When counting, include every line of the data that holds "CharsetCatalog", then state the total alone.

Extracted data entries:
__________________________________________________
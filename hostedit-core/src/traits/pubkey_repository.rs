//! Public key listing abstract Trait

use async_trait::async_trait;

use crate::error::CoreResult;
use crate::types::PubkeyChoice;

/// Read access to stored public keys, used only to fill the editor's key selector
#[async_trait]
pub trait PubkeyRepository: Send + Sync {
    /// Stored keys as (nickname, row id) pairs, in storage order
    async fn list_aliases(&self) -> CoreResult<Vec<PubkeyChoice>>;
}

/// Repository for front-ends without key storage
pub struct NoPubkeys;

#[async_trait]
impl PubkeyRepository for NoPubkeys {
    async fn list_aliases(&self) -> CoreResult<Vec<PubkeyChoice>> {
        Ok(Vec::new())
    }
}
__________________________________________________
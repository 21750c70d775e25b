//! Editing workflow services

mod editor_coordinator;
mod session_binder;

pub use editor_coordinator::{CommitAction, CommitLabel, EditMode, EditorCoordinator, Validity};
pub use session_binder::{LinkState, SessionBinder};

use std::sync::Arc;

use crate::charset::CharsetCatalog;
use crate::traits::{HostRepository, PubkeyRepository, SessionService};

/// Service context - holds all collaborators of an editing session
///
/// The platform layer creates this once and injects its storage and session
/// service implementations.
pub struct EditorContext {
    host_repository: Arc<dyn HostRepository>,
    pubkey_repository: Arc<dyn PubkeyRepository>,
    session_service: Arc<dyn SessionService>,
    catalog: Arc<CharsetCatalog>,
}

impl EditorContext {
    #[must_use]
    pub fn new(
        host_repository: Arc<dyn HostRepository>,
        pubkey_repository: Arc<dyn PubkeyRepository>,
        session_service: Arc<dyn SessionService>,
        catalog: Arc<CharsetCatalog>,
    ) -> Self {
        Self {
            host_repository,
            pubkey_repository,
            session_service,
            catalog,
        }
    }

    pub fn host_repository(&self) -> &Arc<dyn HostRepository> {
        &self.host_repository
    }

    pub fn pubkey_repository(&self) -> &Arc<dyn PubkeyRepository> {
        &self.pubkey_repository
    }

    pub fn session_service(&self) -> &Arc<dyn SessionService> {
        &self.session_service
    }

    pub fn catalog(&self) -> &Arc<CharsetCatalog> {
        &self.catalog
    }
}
__________________________________________________
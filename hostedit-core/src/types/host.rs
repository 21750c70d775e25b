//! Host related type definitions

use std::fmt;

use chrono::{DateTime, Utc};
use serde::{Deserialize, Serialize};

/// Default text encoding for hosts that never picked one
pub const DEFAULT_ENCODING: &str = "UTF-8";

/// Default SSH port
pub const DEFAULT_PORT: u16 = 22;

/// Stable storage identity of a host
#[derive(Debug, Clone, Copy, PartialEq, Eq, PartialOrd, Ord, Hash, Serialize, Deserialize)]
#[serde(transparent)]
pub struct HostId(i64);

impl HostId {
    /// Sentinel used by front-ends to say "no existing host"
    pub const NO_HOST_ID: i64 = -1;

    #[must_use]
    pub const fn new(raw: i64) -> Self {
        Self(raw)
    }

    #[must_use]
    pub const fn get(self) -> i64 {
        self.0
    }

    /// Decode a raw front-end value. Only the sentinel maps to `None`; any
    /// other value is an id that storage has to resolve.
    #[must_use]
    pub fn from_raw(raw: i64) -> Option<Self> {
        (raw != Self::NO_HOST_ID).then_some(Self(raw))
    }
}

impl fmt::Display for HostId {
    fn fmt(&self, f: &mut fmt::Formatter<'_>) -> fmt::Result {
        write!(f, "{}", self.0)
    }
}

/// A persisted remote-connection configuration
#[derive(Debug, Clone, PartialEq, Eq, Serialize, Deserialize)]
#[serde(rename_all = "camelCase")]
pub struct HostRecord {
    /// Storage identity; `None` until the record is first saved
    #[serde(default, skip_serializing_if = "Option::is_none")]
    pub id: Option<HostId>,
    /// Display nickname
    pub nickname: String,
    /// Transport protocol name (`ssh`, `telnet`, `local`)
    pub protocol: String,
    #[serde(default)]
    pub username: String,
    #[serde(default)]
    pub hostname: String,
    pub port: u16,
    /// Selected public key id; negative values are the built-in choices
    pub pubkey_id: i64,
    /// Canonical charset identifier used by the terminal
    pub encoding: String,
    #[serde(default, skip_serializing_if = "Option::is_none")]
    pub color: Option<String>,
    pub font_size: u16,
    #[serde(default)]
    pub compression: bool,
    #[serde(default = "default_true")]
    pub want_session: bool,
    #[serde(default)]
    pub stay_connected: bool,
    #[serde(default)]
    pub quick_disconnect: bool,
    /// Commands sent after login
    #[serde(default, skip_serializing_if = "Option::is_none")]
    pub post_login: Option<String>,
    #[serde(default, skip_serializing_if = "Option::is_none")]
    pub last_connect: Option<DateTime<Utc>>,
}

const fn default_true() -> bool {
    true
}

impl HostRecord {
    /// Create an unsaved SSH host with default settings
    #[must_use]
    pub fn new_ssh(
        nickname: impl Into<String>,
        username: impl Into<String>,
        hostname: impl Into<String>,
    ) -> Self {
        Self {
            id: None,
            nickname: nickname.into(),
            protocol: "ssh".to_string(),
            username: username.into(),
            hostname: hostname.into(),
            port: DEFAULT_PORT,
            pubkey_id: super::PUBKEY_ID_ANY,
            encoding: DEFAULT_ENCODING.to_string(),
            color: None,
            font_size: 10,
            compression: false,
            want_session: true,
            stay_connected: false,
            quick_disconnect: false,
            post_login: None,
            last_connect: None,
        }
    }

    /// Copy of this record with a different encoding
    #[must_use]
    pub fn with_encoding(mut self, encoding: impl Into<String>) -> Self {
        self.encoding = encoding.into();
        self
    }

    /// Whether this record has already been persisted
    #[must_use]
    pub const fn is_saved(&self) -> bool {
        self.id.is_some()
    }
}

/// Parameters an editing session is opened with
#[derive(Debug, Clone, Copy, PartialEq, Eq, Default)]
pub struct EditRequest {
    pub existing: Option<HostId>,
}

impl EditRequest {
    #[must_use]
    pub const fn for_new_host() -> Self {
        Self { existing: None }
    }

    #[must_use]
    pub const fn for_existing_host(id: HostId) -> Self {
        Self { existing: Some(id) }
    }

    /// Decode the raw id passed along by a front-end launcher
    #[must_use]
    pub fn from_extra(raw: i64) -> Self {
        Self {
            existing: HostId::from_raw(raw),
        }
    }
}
__________________________________________________
Solution to this exercise> 4